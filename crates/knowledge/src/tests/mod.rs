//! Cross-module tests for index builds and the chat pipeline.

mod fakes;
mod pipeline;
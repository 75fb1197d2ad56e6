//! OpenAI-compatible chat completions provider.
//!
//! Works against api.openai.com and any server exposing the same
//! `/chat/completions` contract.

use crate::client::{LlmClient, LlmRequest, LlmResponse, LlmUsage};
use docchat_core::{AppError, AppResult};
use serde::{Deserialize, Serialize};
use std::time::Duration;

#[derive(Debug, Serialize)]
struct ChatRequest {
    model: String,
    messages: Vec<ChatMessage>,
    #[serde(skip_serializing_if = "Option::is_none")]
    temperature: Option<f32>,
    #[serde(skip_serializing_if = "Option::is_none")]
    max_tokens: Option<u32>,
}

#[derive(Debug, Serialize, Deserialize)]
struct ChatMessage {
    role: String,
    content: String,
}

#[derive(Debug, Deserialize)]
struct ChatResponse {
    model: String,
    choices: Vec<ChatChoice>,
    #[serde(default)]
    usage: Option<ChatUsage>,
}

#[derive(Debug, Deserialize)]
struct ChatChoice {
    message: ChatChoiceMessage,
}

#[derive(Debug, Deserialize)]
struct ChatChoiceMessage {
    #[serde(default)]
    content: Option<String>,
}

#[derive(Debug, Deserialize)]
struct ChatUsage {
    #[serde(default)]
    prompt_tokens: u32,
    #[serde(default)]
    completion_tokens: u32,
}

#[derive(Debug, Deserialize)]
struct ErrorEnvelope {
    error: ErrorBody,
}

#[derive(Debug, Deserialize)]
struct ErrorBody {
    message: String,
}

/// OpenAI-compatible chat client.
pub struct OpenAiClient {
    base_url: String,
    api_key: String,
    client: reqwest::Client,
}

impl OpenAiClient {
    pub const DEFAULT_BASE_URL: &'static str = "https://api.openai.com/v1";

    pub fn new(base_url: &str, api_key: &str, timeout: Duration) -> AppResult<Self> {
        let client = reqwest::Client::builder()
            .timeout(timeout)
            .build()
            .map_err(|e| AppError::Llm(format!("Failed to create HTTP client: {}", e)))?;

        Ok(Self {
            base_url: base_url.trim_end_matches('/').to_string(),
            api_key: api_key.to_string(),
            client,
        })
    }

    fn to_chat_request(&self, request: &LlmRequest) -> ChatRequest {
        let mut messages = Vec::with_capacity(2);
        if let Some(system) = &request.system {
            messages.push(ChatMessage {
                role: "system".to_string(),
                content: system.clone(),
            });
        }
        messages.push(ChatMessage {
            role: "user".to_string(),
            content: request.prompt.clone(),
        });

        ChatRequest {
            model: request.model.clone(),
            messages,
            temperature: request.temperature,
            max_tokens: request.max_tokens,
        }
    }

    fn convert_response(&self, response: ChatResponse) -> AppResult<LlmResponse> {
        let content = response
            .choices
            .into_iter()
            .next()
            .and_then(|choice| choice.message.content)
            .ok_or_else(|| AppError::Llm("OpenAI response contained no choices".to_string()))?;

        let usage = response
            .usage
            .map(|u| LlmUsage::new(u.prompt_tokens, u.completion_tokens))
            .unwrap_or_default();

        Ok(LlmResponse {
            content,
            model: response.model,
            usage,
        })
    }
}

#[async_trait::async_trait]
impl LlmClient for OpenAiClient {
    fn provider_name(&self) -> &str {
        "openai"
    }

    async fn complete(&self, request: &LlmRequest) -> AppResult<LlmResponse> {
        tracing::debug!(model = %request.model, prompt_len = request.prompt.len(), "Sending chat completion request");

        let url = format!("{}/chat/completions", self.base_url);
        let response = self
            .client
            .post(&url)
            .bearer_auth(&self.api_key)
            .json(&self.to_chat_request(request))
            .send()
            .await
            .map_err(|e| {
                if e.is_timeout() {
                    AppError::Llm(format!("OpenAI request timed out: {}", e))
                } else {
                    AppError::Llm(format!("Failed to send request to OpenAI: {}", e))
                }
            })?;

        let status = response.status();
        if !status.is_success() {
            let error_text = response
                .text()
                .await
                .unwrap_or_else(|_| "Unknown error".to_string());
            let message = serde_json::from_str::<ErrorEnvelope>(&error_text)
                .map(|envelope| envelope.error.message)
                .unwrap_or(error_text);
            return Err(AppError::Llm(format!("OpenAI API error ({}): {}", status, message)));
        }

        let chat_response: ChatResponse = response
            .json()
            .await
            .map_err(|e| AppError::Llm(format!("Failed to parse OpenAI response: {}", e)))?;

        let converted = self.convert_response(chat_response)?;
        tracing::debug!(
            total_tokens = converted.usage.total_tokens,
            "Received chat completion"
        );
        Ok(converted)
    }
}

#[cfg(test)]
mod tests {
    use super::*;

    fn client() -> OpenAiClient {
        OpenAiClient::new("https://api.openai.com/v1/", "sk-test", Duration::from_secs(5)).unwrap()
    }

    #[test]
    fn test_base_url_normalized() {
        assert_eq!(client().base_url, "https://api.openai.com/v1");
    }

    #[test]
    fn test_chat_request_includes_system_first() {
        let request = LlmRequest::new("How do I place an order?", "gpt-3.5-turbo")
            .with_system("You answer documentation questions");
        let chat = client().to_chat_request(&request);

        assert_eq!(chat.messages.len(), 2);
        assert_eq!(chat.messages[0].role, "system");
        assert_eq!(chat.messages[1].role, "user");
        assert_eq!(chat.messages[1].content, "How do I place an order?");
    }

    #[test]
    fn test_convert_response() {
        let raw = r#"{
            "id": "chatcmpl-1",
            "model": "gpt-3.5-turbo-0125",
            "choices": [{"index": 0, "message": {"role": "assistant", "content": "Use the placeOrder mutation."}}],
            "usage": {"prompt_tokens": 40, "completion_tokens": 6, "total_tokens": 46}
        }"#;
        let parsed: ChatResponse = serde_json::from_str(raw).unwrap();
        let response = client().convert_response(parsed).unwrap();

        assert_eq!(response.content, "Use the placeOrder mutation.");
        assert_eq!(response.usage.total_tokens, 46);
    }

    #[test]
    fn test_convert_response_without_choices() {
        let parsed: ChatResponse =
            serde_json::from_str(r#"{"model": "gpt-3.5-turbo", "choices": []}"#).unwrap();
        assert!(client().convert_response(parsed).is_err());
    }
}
□ □ □ □ □
◆ REQUIRED WORK
Which lines in the material contain the word "model"? Pull each of them out.

◆ RESPONSE BELOW
    model: String,
    model: String,
            model: request.model.clone(),
            model: response.model,
        tracing::debug!(model = %request.model, prompt_len = request.prompt.len(), "Sending chat completion request");
            "model": "gpt-3.5-turbo-0125",
            serde_json::from_str(r#"{"model": "gpt-3.5-turbo", "choices": []}"#).unwrap();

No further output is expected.